The Feral Child is a celtic middle-grade fantasy adventure featuring Maddy, who, after her parents pass away, finds herself moving from London to Blarney in Ireland, to live with her elderly grandparents and be tormented by her annoying cousins. One rainy afternoon, Maddy is confronted and nearly kidnapped by a strange red-haired boy, who later turns up at her bedroom window in a strange and terrifying form. After the boy kidnaps Maddy’s young neighbour Stephen and leaves a changeling in his place, nobody seems to take Maddy’s story seriously and she takes matters into her own hands. With her cousins Danny and Roisin, Maddy sets off to steal Stephen back from the Fey. Cue adventure!
Scary faeries, wolves,
carnivore horses, oh my !
Must I save the child?
In some ways, The Feral Child is a fairly formulaic example of its kind. Moody, damaged adolescent scorned by family and friends finds a secret power and goes on a heroic quest to right a wrong when no one else will step forward, finding redemption and friendship along the way. I can think of a number of books for this age-group straight away that follow this plot line almost to the letter. Where this one stands apart is in the characterisation – Maddy, Danny and Roisin are really believable kids. There’s no cliched or stereotypical dialogue here, and the characters stay true to their personalities, taking on changes slowly throughout the story. This is refreshing because often in middle grade fiction the reader will be treated to, for example, an annoying, bullying character for most of the story, who miraculously changes into a caring, heroic sort of a kid after one significant event. In Golden’s story, the children’s perosnalities evolve in a much more natural way – at the end of the story, they’re still recognisable as the same people they were at the beginning, albeit with a slightly more mature outlook on their situation.
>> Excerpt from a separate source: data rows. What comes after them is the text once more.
//! End-to-end pipeline tests against a temp-dir SQLite catalog.

use std::sync::Arc;
use std::time::Duration;

use chrono::NaiveDate;
use page_catalog::artifacts::FsArtifactWriter;
use page_catalog::batch::run_batch;
use page_catalog::config::{Config, RetrievalConfig};
use page_catalog::coordinator::{IngestionCoordinator, RecordLimits};
use page_catalog::models::IngestOutcome;
use page_catalog::page_source::{page_file_name, DirectoryPageSource, MemoryPageSource};
use page_catalog::progress::NoProgress;
use page_catalog::repository::{RecordFilter, Repository, SqliteRepository};
use page_catalog::search::{execute, SearchRequest};
use tempfile::TempDir;

struct Catalog {
    tmp: TempDir,
    source: Arc<MemoryPageSource>,
    repo: Arc<SqliteRepository>,
    coordinator: Arc<IngestionCoordinator>,
}

async fn catalog() -> Catalog {
    let tmp = TempDir::new().unwrap();
    let config = Config::rooted_at(tmp.path());
    let repo = Arc::new(SqliteRepository::open(&config).await.unwrap());
    let source = Arc::new(MemoryPageSource::new());
    let coordinator = Arc::new(IngestionCoordinator::new(
        source.clone(),
        Arc::new(FsArtifactWriter::new(&config.pipeline.store_root, 300)),
        repo.clone(),
        limits(),
        Duration::from_secs(10),
    ));
    Catalog {
        tmp,
        source,
        repo,
        coordinator,
    }
}

fn limits() -> RecordLimits {
    RecordLimits {
        raw_text_cap: 50_000,
        description_cap: 2000,
        context_cap: 2000,
        release_date: NaiveDate::from_ymd_opt(2025, 12, 19).unwrap(),
    }
}

fn request(text: Option<&str>, per_page: i64, page: i64) -> SearchRequest {
    SearchRequest {
        text_query: text.map(str::to_string),
        page,
        per_page,
        ..SearchRequest::default()
    }
}

#[tokio::test]
async fn three_page_source_yields_three_records() {
    let c = catalog().await;
    c.source
        .add_page("a.pdf", 0, Some("Flight log, N908JE, Palm Beach"), b"img0");
    c.source.add_page("a.pdf", 1, None, b"img1");
    c.source
        .add_page("a.pdf", 2, Some("Exhibit EFTA12345678 attached"), b"img2");

    let report = run_batch(&c.coordinator, "a.pdf", (0..3).collect(), 2, &NoProgress, 100)
        .await
        .unwrap();
    assert_eq!(report.inserted, 3);
    assert_eq!(report.skipped, 0);

    let (records, total) = c
        .repo
        .query(&RecordFilter::default(), 1, 10)
        .await
        .unwrap();
    assert_eq!(total, 3);

    let by_index = |i: u32| records.iter().find(|r| r.page_index == i).unwrap();
    assert_eq!(by_index(0).doc_type, "flight_log");

    let blank = by_index(1);
    assert_eq!(blank.doc_type, "image");
    assert_eq!(blank.metadata["classification"], "unknown");
    assert!(blank.raw_text.is_none());
    assert_eq!(
        blank.artifact_path.as_deref(),
        Some("extracted/a/page_00001.png")
    );
    assert!(c.tmp.path().join("store/extracted/a/page_00001.png").exists());

    assert_eq!(by_index(2).external_id.as_deref(), Some("EFTA12345678"));
    assert_eq!(by_index(2).release_date, "2025-12-19");
}

#[tokio::test]
async fn concurrent_ingest_of_same_page_inserts_once() {
    let c = catalog().await;
    c.source.add_page("a.pdf", 5, Some("court filing"), b"img");

    let (first, second) = tokio::join!(
        c.coordinator.ingest_page("a.pdf", 5),
        c.coordinator.ingest_page("a.pdf", 5)
    );
    let outcomes = [first.unwrap(), second.unwrap()];
    assert_eq!(outcomes.iter().filter(|o| o.inserted()).count(), 1);
    assert!(outcomes.contains(&IngestOutcome::AlreadyPresent));
    assert_eq!(c.repo.count_for_source("a.pdf").await.unwrap(), 1);
}

#[tokio::test]
async fn interrupted_batch_resumes_without_duplicates() {
    let c = catalog().await;
    for i in 0..10 {
        c.source.add_page("big.pdf", i, Some("meeting schedule"), b"img");
    }

    // First run stops partway through the range.
    let partial = run_batch(&c.coordinator, "big.pdf", (0..4).collect(), 3, &NoProgress, 0)
        .await
        .unwrap();
    assert_eq!(partial.inserted, 4);

    let full = run_batch(&c.coordinator, "big.pdf", (0..10).collect(), 3, &NoProgress, 0)
        .await
        .unwrap();
    assert_eq!(full.inserted, 6);
    assert_eq!(full.skipped, 4);
    assert_eq!(c.repo.count_for_source("big.pdf").await.unwrap(), 10);
}

#[tokio::test]
async fn failing_page_does_not_stop_the_batch() {
    let c = catalog().await;
    for i in 0..4 {
        c.source.add_page("f.pdf", i, None, b"img");
    }
    c.source.fail_page("f.pdf", 1);

    let report = run_batch(&c.coordinator, "f.pdf", (0..4).collect(), 2, &NoProgress, 0)
        .await
        .unwrap();
    assert_eq!(report.inserted, 3);
    assert_eq!(report.failed, 1);

    c.source.clear_failure("f.pdf", 1);
    let retry = run_batch(&c.coordinator, "f.pdf", (0..4).collect(), 2, &NoProgress, 0)
        .await
        .unwrap();
    assert_eq!(retry.inserted, 1);
    assert_eq!(c.repo.count_for_source("f.pdf").await.unwrap(), 4);
}

#[tokio::test]
async fn oversized_text_is_stored_truncated() {
    let c = catalog().await;
    let text = "deposition ".repeat(10_000);
    c.source.add_page("t.pdf", 0, Some(&text), b"img");

    assert!(c.coordinator.ingest_page("t.pdf", 0).await.unwrap().inserted());
    let (records, _) = c
        .repo
        .query(&RecordFilter::default(), 1, 1)
        .await
        .unwrap();
    assert_eq!(records[0].raw_text.as_ref().unwrap().chars().count(), 50_000);
}

#[tokio::test]
async fn search_ranks_by_relevance_then_newest() {
    let c = catalog().await;
    c.source
        .add_page("s.pdf", 0, Some("passenger passenger passenger"), b"i");
    c.source.add_page("s.pdf", 1, Some("passenger"), b"i");
    c.source.add_page("s.pdf", 2, Some("passenger"), b"i");
    c.source.add_page("s.pdf", 3, Some("nothing relevant"), b"i");
    for i in 0..4 {
        c.coordinator.ingest_page("s.pdf", i).await.unwrap();
    }

    let retrieval = RetrievalConfig::default();
    let response = execute(c.repo.as_ref(), &retrieval, &request(Some("passenger"), 10, 1))
        .await
        .unwrap();
    assert_eq!(response.total, 3);
    let indices: Vec<u32> = response
        .results
        .iter()
        .map(|h| h.record.page_index)
        .collect();
    assert_eq!(indices[0], 0);
    // Equal scores fall back to descending id.
    assert!(response.results[1].record.id > response.results[2].record.id);

    let again = execute(c.repo.as_ref(), &retrieval, &request(Some("passenger"), 10, 1))
        .await
        .unwrap();
    let ids = |r: &page_catalog::search::SearchResponse| {
        r.results.iter().map(|h| h.record.id).collect::<Vec<_>>()
    };
    assert_eq!(ids(&response), ids(&again));

    // Page boundaries are consistent with the full ordering.
    let page2 = execute(c.repo.as_ref(), &retrieval, &request(Some("passenger"), 2, 2))
        .await
        .unwrap();
    assert_eq!(page2.results.len(), 1);
    assert_eq!(page2.results[0].record.id, ids(&response)[2]);
}

#[tokio::test]
async fn listing_filters_and_orders_newest_first() {
    let c = catalog().await;
    c.source.add_page("alpha.pdf", 0, Some("flight log"), b"i");
    c.source.add_page("alpha.pdf", 1, Some("court order"), b"i");
    c.source.add_page("beta.pdf", 0, Some("flight log"), b"i");
    c.coordinator.ingest_page("alpha.pdf", 0).await.unwrap();
    c.coordinator.ingest_page("alpha.pdf", 1).await.unwrap();
    c.coordinator.ingest_page("beta.pdf", 0).await.unwrap();

    let retrieval = RetrievalConfig::default();
    let mut req = request(None, 10, 1);
    req.category = Some("flight_log".into());
    let response = execute(c.repo.as_ref(), &retrieval, &req).await.unwrap();
    assert_eq!(response.total, 2);
    assert_eq!(response.results[0].record.source_id, "beta.pdf");
    assert!(response.results[0].score.is_none());

    req.category = Some("all".into());
    req.source_filter = Some("ALPHA".into());
    let response = execute(c.repo.as_ref(), &retrieval, &req).await.unwrap();
    assert_eq!(response.total, 2);
    assert!(response.results.iter().all(|h| h.record.source_id == "alpha.pdf"));

    let bad = execute(c.repo.as_ref(), &retrieval, &request(None, 10, 0)).await;
    assert!(bad.is_err());
}

#[tokio::test]
async fn people_are_linked_once_per_record() {
    let c = catalog().await;
    c.source
        .add_page("p.pdf", 0, Some("Photo of Bill Clinton and Jeffrey Epstein"), b"i");
    c.source.add_page("p.pdf", 1, Some("letter to Bill  Clinton"), b"i");
    c.coordinator.ingest_page("p.pdf", 0).await.unwrap();
    c.coordinator.ingest_page("p.pdf", 1).await.unwrap();
    c.coordinator.ingest_page("p.pdf", 1).await.unwrap();

    let people = c.repo.list_people(10).await.unwrap();
    assert_eq!(people[0].name, "Bill Clinton");
    assert_eq!(people[0].doc_count, 2);
    assert_eq!(people[1].name, "Jeffrey Epstein");
    assert_eq!(people[1].doc_count, 1);

    let stats = c.repo.stats().await.unwrap();
    assert_eq!(stats.total_documents, 2);
    assert_eq!(stats.people, 2);
    assert_eq!(stats.by_source, vec![("p.pdf".to_string(), 2)]);
}

#[tokio::test]
async fn page_written_before_its_text_is_ingested_with_text() {
    let c = catalog().await;
    let config = Config::rooted_at(c.tmp.path());
    let pages = config.pipeline.extracted_root.join("late");
    std::fs::create_dir_all(&pages).unwrap();
    std::fs::write(pages.join(page_file_name(0)), b"img").unwrap();

    let source = DirectoryPageSource::new(&config.pipeline.extracted_root)
        .unwrap()
        .with_settle(Duration::from_secs(60));
    let coordinator = IngestionCoordinator::new(
        Arc::new(source),
        Arc::new(FsArtifactWriter::new(&config.pipeline.store_root, 300)),
        c.repo.clone(),
        limits(),
        Duration::from_secs(10),
    );

    assert_eq!(
        coordinator.ingest_page("late.pdf", 0).await.unwrap(),
        IngestOutcome::NotAvailable
    );
    assert_eq!(c.repo.count_for_source("late.pdf").await.unwrap(), 0);

    std::fs::write(pages.join("page_00000.txt"), "Exhibit EFTA87654321 court filing").unwrap();
    assert!(coordinator.ingest_page("late.pdf", 0).await.unwrap().inserted());

    let (records, _) = c
        .repo
        .query(&RecordFilter::default(), 1, 10)
        .await
        .unwrap();
    assert_eq!(records[0].doc_type, "legal");
    assert!(records[0].raw_text.as_deref().unwrap().contains("court filing"));
    assert_eq!(records[0].external_id.as_deref(), Some("EFTA87654321"));
}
Another strong point of the story is the tense atmosphere that emerges when the sinister faeries come into the plot. The villains in this book are genuinely creepy – particularly the elven mounts *shudder* – and really add to the sense of danger the characters are facing.
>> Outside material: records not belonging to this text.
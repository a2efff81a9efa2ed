//! Catalog statistics, people listing and extraction progress.
//!
//! `pcat stats` summarises what is catalogued, `pcat people` ranks detected
//! persons by how many records mention them, and `pcat progress <source>`
//! compares what the producer has materialized against what is ingested.

use anyhow::Result;
use serde::Serialize;
use std::path::Path;
use walkdir::WalkDir;

use crate::artifacts::thumbnail_dir;
use crate::config::Config;
use crate::error::PipelineError;
use crate::liveness::{probe_from_config, ProducerProbe};
use crate::page_source::{DirectoryPageSource, PageSource};
use crate::repository::{Repository, SqliteRepository};

/// Run the stats command: query the catalog and print a summary.
pub async fn run_stats(config: &Config) -> Result<()> {
    let repository = SqliteRepository::open(config).await?;
    let result = repository.stats().await;
    repository.close().await;
    let stats = result?;

    let db_size = std::fs::metadata(&config.db.path)
        .map(|m| m.len())
        .unwrap_or(0);

    println!("Page Catalog — Database Stats");
    println!("=============================");
    println!();
    println!("  Database:    {}", config.db.path.display());
    println!("  Size:        {}", format_bytes(db_size));
    println!();
    println!("  Records:     {}", stats.total_documents);
    println!("  People:      {}", stats.people);

    print_breakdown("By type", "TYPE", &stats.by_type);
    print_breakdown("By source", "SOURCE", &stats.by_source);
    println!();

    Ok(())
}

fn print_breakdown(heading: &str, column: &str, rows: &[(String, i64)]) {
    if rows.is_empty() {
        return;
    }
    println!();
    println!("  {}:", heading);
    println!("  {:<40} {:>8}", column, "RECORDS");
    println!("  {}", "-".repeat(49));
    for (name, count) in rows {
        println!("  {:<40} {:>8}", name, count);
    }
}

/// `pcat people`: persons by descending record count.
pub async fn run_people(config: &Config, limit: i64) -> Result<()> {
    let repository = SqliteRepository::open(config).await?;
    let result = repository.list_people(limit).await;
    repository.close().await;
    let people = result?;

    if people.is_empty() {
        println!("No people detected.");
        return Ok(());
    }

    println!("  {:<32} {:>8}", "NAME", "RECORDS");
    println!("  {}", "-".repeat(41));
    for p in &people {
        println!("  {:<32} {:>8}", p.name, p.doc_count);
    }
    Ok(())
}

/// Producer output versus catalog contents for one source.
#[derive(Debug, Clone, Serialize, PartialEq, Eq)]
pub struct ExtractionProgress {
    pub source_id: String,
    pub materialized: usize,
    pub thumbnails: usize,
    pub ingested: i64,
    pub producer_active: bool,
}

impl ExtractionProgress {
    /// Pages materialized but not yet catalogued.
    pub fn backlog(&self) -> i64 {
        (self.materialized as i64 - self.ingested).max(0)
    }
}

pub async fn extraction_progress(
    source: &dyn PageSource,
    repository: &dyn Repository,
    probe: &dyn ProducerProbe,
    store_root: &Path,
    source_id: &str,
) -> Result<ExtractionProgress, PipelineError> {
    let materialized = source.materialized(source_id).await?.len();
    let ingested = repository.count_for_source(source_id).await?;
    let producer_active = probe.is_producer_active(source_id).await;
    Ok(ExtractionProgress {
        source_id: source_id.to_string(),
        materialized,
        thumbnails: count_pngs(&store_root.join(thumbnail_dir(source_id))),
        ingested,
        producer_active,
    })
}

fn count_pngs(dir: &Path) -> usize {
    if !dir.is_dir() {
        return 0;
    }
    WalkDir::new(dir)
        .min_depth(1)
        .max_depth(1)
        .into_iter()
        .filter_map(|e| e.ok())
        .filter(|e| e.file_type().is_file())
        .filter(|e| e.path().extension().is_some_and(|ext| ext == "png"))
        .count()
}

/// `pcat progress <source>`.
pub async fn run_progress(config: &Config, source_id: &str) -> Result<()> {
    let source = DirectoryPageSource::new(&config.pipeline.extracted_root)?;
    let probe = probe_from_config(&config.watch);
    let repository = SqliteRepository::open(config).await?;
    let result = extraction_progress(
        &source,
        &repository,
        probe.as_ref(),
        &config.pipeline.store_root,
        source_id,
    )
    .await;
    repository.close().await;
    let progress = result?;

    println!("progress {}", source_id);
    println!("  materialized pages: {}", progress.materialized);
    println!("  thumbnails:         {}", progress.thumbnails);
    println!("  ingested records:   {}", progress.ingested);
    println!("  backlog:            {}", progress.backlog());
    println!(
        "  producer:           {}",
        if progress.producer_active {
            "running"
        } else {
            "not running"
        }
    );
    Ok(())
}

/// Format a byte count as a human-readable string.
fn format_bytes(bytes: u64) -> String {
    if bytes < 1024 {
        format!("{} B", bytes)
    } else if bytes < 1024 * 1024 {
        format!("{:.1} KB", bytes as f64 / 1024.0)
    } else if bytes < 1024 * 1024 * 1024 {
        format!("{:.1} MB", bytes as f64 / (1024.0 * 1024.0))
    } else {
        format!("{:.2} GB", bytes as f64 / (1024.0 * 1024.0 * 1024.0))
    }
}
This is a solid pick for middle graders who enjoy fantasy and mythology in their reading. This new edition is due for publication in June this year, but is already available for purchase around the place if you want to get your paws on it now. Oh, and it’s a perfect choice Bruce’s Small Fry Safari Kid Lit Readers Challenge in category one (a book with something related to safari in the title) or category seven (a book with something unsightly in the title). Just sayin’!
Adios until we meet again, cherubs, and don’t forget the giveaway – time is ticking!